··· GIVEN ENTRIES ···
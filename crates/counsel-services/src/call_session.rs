//! Call session service
//!
//! Drives the call lifecycle for a booking. Each write holds the booking's
//! lock from persist through publish, so subscribers observe transitions in
//! commit order. Persisted transitions use compare-and-set on the previous
//! status; a lost race surfaces as `InvalidTransition`.

use crate::hub::{HubMessage, NotificationHub, Scope};
use crate::locks::BookingLocks;
use chrono::Utc;
use counsel_core::models::{Actor, Booking, CallEvent, CallSession};
use counsel_core::traits::{BookingRepository, CallSessionRepository};
use counsel_core::{AppError, AppResult};
use std::sync::Arc;
use tracing::{debug, info, instrument, warn};
use uuid::Uuid;

/// Call lifecycle operations
pub struct CallSessionService {
    bookings: Arc<dyn BookingRepository>,
    sessions: Arc<dyn CallSessionRepository>,
    hub: Arc<NotificationHub>,
    locks: Arc<BookingLocks>,
}

impl CallSessionService {
    pub fn new(
        bookings: Arc<dyn BookingRepository>,
        sessions: Arc<dyn CallSessionRepository>,
        hub: Arc<NotificationHub>,
        locks: Arc<BookingLocks>,
    ) -> Self {
        Self {
            bookings,
            sessions,
            hub,
            locks,
        }
    }

    async fn booking(&self, booking_id: i64) -> AppResult<Booking> {
        self.bookings
            .find_by_id(booking_id)
            .await?
            .ok_or_else(|| AppError::BookingNotFound(booking_id.to_string()))
    }

    /// Resolve the caller's role on a booking
    pub async fn actor_for(&self, booking_id: i64, account_id: i64) -> AppResult<Actor> {
        let booking = self.booking(booking_id).await?;
        booking
            .party_role(account_id)
            .map(|role| Actor::party(account_id, role))
            .ok_or_else(|| {
                AppError::NotAuthorized(format!(
                    "account {} is not a party to booking {}",
                    account_id, booking_id
                ))
            })
    }

    /// Ring the counsellor for a paid booking.
    ///
    /// Returns the open session unchanged when one already exists; only a
    /// newly created session is announced.
    #[instrument(skip(self))]
    pub async fn initiate(&self, booking_id: i64, requester_id: i64) -> AppResult<CallSession> {
        let _guard = self.locks.lock(booking_id).await;

        let booking = self.booking(booking_id).await?;
        if booking.requester_id != requester_id {
            return Err(AppError::NotAuthorized(format!(
                "account {} is not the requester of booking {}",
                requester_id, booking_id
            )));
        }

        let (session, created) = self.sessions.open_session(&booking).await?;
        if created {
            info!(session_id = %session.id, "Call requested");
            self.hub
                .publish(booking_id, HubMessage::CallRequested(session.clone()), Scope::All)
                .await;
        } else {
            debug!(session_id = %session.id, status = %session.status, "Returning open session");
        }

        Ok(session)
    }

    /// Apply a party or sweeper event to a session.
    ///
    /// Settlement is only reachable through the settlement engine.
    #[instrument(skip(self, actor), fields(event = %event))]
    pub async fn transition(
        &self,
        session_id: Uuid,
        event: CallEvent,
        actor: Actor,
    ) -> AppResult<CallSession> {
        let found = self
            .sessions
            .find_by_id(session_id)
            .await?
            .ok_or_else(|| AppError::SessionNotFound(session_id.to_string()))?;

        let _guard = self.locks.lock(found.booking_id).await;

        if event == CallEvent::Settle {
            return Err(AppError::NotAuthorized(
                "settlement is driven by the settlement engine".to_string(),
            ));
        }

        // Re-read under the lock; the first read only located the booking
        let current = self
            .sessions
            .find_by_id(session_id)
            .await?
            .ok_or_else(|| AppError::SessionNotFound(session_id.to_string()))?;

        let updated = current.apply(event, &actor, Utc::now())?;

        let stored = match self
            .sessions
            .compare_and_set_status(session_id, current.status, &updated)
            .await?
        {
            Some(stored) => stored,
            None => {
                // Another process moved the session first
                let latest = self
                    .sessions
                    .find_by_id(session_id)
                    .await?
                    .ok_or_else(|| AppError::SessionNotFound(session_id.to_string()))?;
                warn!(
                    session_id = %session_id,
                    status = %latest.status,
                    "Lost transition race"
                );
                return Err(AppError::InvalidTransition {
                    from: latest.status.to_string(),
                    event: event.to_string(),
                });
            }
        };

        info!(
            session_id = %stored.id,
            booking_id = stored.booking_id,
            from = %current.status,
            to = %stored.status,
            "Call transitioned"
        );

        if let Some(message) = HubMessage::for_transition(&stored) {
            self.hub.publish(stored.booking_id, message, Scope::All).await;
        }

        Ok(stored)
    }

    /// Most recent session of a booking, without a party check
    pub async fn latest(&self, booking_id: i64) -> AppResult<CallSession> {
        self.sessions
            .find_latest_by_booking(booking_id)
            .await?
            .ok_or_else(|| {
                AppError::SessionNotFound(format!("no call for booking {}", booking_id))
            })
    }

    async fn on_latest(&self, booking_id: i64, event: CallEvent, actor: Actor) -> AppResult<CallSession> {
        let session = self.latest(booking_id).await?;
        self.transition(session.id, event, actor).await
    }

    /// Counsellor picks up the booking's ringing call
    pub async fn accept(&self, booking_id: i64, actor: Actor) -> AppResult<CallSession> {
        self.on_latest(booking_id, CallEvent::Accept, actor).await
    }

    /// Counsellor declines the booking's ringing call
    pub async fn reject(&self, booking_id: i64, actor: Actor) -> AppResult<CallSession> {
        self.on_latest(booking_id, CallEvent::Reject, actor).await
    }

    /// Either party hangs up
    pub async fn end(&self, booking_id: i64, actor: Actor) -> AppResult<CallSession> {
        self.on_latest(booking_id, CallEvent::End, actor).await
    }

    /// Give up on a call nobody answered
    pub async fn expire(&self, session_id: Uuid) -> AppResult<CallSession> {
        self.transition(session_id, CallEvent::Expire, Actor::System).await
    }

    /// Most recent session of a booking, visible to its parties only
    #[instrument(skip(self))]
    pub async fn current(&self, booking_id: i64, account_id: i64) -> AppResult<Option<CallSession>> {
        self.actor_for(booking_id, account_id).await?;
        self.sessions.find_latest_by_booking(booking_id).await
    }

    /// Oldest call still ringing for a counsellor
    pub async fn pending_for_counsellor(&self, counsellor_id: i64) -> AppResult<Option<CallSession>> {
        self.sessions.find_pending_for_counsellor(counsellor_id).await
    }
}

#[cfg(test)]
mod tests {
    use super::*;
    use counsel_core::models::{Binding, CallStatus, NewBooking, PartyRole};
    use counsel_core::traits::LedgerRepository;
    use counsel_db::MemoryStore;
    use rust_decimal_macros::dec;

    const REQUESTER: i64 = 1;
    const COUNSELLOR: i64 = 2;

    struct Fixture {
        store: Arc<MemoryStore>,
        hub: Arc<NotificationHub>,
        service: CallSessionService,
        booking_id: i64,
    }

    async fn fixture() -> Fixture {
        let store = Arc::new(MemoryStore::new());
        let locks = Arc::new(BookingLocks::new());
        let hub = Arc::new(NotificationHub::new(store.clone(), locks.clone(), 16));
        let service = CallSessionService::new(store.clone(), store.clone(), hub.clone(), locks);

        let booking = store
            .create(&NewBooking {
                requester_id: REQUESTER,
                counsellor_id: COUNSELLOR,
                fee: dec!(500.00),
                duration_minutes: 20,
                scheduled_at: None,
            })
            .await
            .unwrap();
        store.credit_booking_payment(booking.id).await.unwrap();

        Fixture {
            store,
            hub,
            service,
            booking_id: booking.id,
        }
    }

    fn counsellor() -> Actor {
        Actor::party(COUNSELLOR, PartyRole::Counsellor)
    }

    fn requester() -> Actor {
        Actor::party(REQUESTER, PartyRole::Requester)
    }

    #[tokio::test]
    async fn test_initiate_is_idempotent() {
        let f = fixture().await;
        let first = f.service.initiate(f.booking_id, REQUESTER).await.unwrap();
        let second = f.service.initiate(f.booking_id, REQUESTER).await.unwrap();

        assert_eq!(first.id, second.id);
        assert_eq!(first.status, CallStatus::Pending);
        assert_eq!(f.store.sessions_for(f.booking_id).len(), 1);
    }

    #[tokio::test]
    async fn test_initiate_requires_requester() {
        let f = fixture().await;
        let err = f.service.initiate(f.booking_id, COUNSELLOR).await.unwrap_err();
        assert!(matches!(err, AppError::NotAuthorized(_)));

        let err = f.service.initiate(f.booking_id + 100, REQUESTER).await.unwrap_err();
        assert!(matches!(err, AppError::BookingNotFound(_)));
    }

    #[tokio::test]
    async fn test_initiate_requires_paid_booking() {
        let f = fixture().await;
        let unpaid = f
            .store
            .create(&NewBooking {
                requester_id: REQUESTER,
                counsellor_id: COUNSELLOR,
                fee: dec!(100.00),
                duration_minutes: 10,
                scheduled_at: None,
            })
            .await
            .unwrap();

        let err = f.service.initiate(unpaid.id, REQUESTER).await.unwrap_err();
        assert!(matches!(err, AppError::InvalidBookingState { .. }));
        assert!(f.store.sessions_for(unpaid.id).is_empty());
    }

    #[tokio::test]
    async fn test_accept_then_end() {
        let f = fixture().await;
        f.service.initiate(f.booking_id, REQUESTER).await.unwrap();

        let accepted = f.service.accept(f.booking_id, counsellor()).await.unwrap();
        assert_eq!(accepted.status, CallStatus::Accepted);
        assert!(accepted.accepted_at.is_some());

        let ended = f.service.end(f.booking_id, requester()).await.unwrap();
        assert_eq!(ended.status, CallStatus::Ended);
        assert!(ended.ended_at.is_some());
    }

    #[tokio::test]
    async fn test_requester_cannot_accept() {
        let f = fixture().await;
        f.service.initiate(f.booking_id, REQUESTER).await.unwrap();

        let err = f.service.accept(f.booking_id, requester()).await.unwrap_err();
        assert!(matches!(err, AppError::NotAuthorized(_)));
    }

    #[tokio::test]
    async fn test_stranger_is_refused_before_state_check() {
        let f = fixture().await;
        let session = f.service.initiate(f.booking_id, REQUESTER).await.unwrap();
        f.service.end(f.booking_id, requester()).await.unwrap();

        // Session is ENDED, so accept is invalid too; authorization wins
        let stranger = Actor::party(99, PartyRole::Counsellor);
        let err = f
            .service
            .transition(session.id, CallEvent::Accept, stranger)
            .await
            .unwrap_err();
        assert!(matches!(err, AppError::NotAuthorized(_)));
    }

    #[tokio::test]
    async fn test_settle_event_is_refused() {
        let f = fixture().await;
        let session = f.service.initiate(f.booking_id, REQUESTER).await.unwrap();
        f.service.end(f.booking_id, requester()).await.unwrap();

        let err = f
            .service
            .transition(session.id, CallEvent::Settle, Actor::System)
            .await
            .unwrap_err();
        assert!(matches!(err, AppError::NotAuthorized(_)));
    }

    #[tokio::test]
    async fn test_invalid_transition_has_no_side_effect() {
        let f = fixture().await;
        f.service.initiate(f.booking_id, REQUESTER).await.unwrap();
        f.service.reject(f.booking_id, counsellor()).await.unwrap();

        let err = f.service.accept(f.booking_id, counsellor()).await.unwrap_err();
        assert!(matches!(err, AppError::InvalidTransition { .. }));

        let sessions = f.store.sessions_for(f.booking_id);
        assert_eq!(sessions.len(), 1);
        assert_eq!(sessions[0].status, CallStatus::Rejected);
    }

    #[tokio::test]
    async fn test_new_call_after_rejection() {
        let f = fixture().await;
        let first = f.service.initiate(f.booking_id, REQUESTER).await.unwrap();
        f.service.reject(f.booking_id, counsellor()).await.unwrap();

        let second = f.service.initiate(f.booking_id, REQUESTER).await.unwrap();
        assert_ne!(first.id, second.id);
        assert_eq!(second.status, CallStatus::Pending);
    }

    #[tokio::test]
    async fn test_expire_pending_call() {
        let f = fixture().await;
        let session = f.service.initiate(f.booking_id, REQUESTER).await.unwrap();

        let expired = f.service.expire(session.id).await.unwrap();
        assert_eq!(expired.status, CallStatus::Rejected);
    }

    #[tokio::test]
    async fn test_transitions_are_broadcast() {
        let f = fixture().await;
        let mut rx = f
            .hub
            .join(&Binding::new(f.booking_id, PartyRole::Requester, REQUESTER))
            .await
            .unwrap();
        assert_eq!(rx.recv().await.unwrap().kind(), "connection_established");

        f.service.initiate(f.booking_id, REQUESTER).await.unwrap();
        f.service.initiate(f.booking_id, REQUESTER).await.unwrap();
        f.service.accept(f.booking_id, counsellor()).await.unwrap();
        f.service.end(f.booking_id, counsellor()).await.unwrap();

        assert_eq!(rx.recv().await.unwrap().kind(), "call_requested");
        assert_eq!(rx.recv().await.unwrap().kind(), "call_accepted");
        assert_eq!(rx.recv().await.unwrap().kind(), "call_ended");
        assert!(rx.try_recv().is_err());
    }

    #[tokio::test]
    async fn test_current_is_for_parties_only() {
        let f = fixture().await;
        assert!(f.service.current(f.booking_id, REQUESTER).await.unwrap().is_none());

        let session = f.service.initiate(f.booking_id, REQUESTER).await.unwrap();
        let current = f.service.current(f.booking_id, COUNSELLOR).await.unwrap();
        assert_eq!(current.map(|s| s.id), Some(session.id));

        let err = f.service.current(f.booking_id, 42).await.unwrap_err();
        assert!(matches!(err, AppError::NotAuthorized(_)));
    }

    #[tokio::test]
    async fn test_pending_for_counsellor() {
        let f = fixture().await;
        assert!(f.service.pending_for_counsellor(COUNSELLOR).await.unwrap().is_none());

        let session = f.service.initiate(f.booking_id, REQUESTER).await.unwrap();
        let pending = f.service.pending_for_counsellor(COUNSELLOR).await.unwrap();
        assert_eq!(pending.map(|s| s.id), Some(session.id));

        f.service.accept(f.booking_id, counsellor()).await.unwrap();
        assert!(f.service.pending_for_counsellor(COUNSELLOR).await.unwrap().is_none());
    }
}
···
WHAT THE TASK REQUIRES:
Retype the listing from its first line onward, stopping after the line that contains "observe transitions in" has been retyped in full.

FINISHED EXERCISE:
filename crates/counsel-services/src/call_session.rs
//! Call session service
//!
//! Drives the call lifecycle for a booking. Each write holds the booking's
//! lock from persist through publish, so subscribers observe transitions in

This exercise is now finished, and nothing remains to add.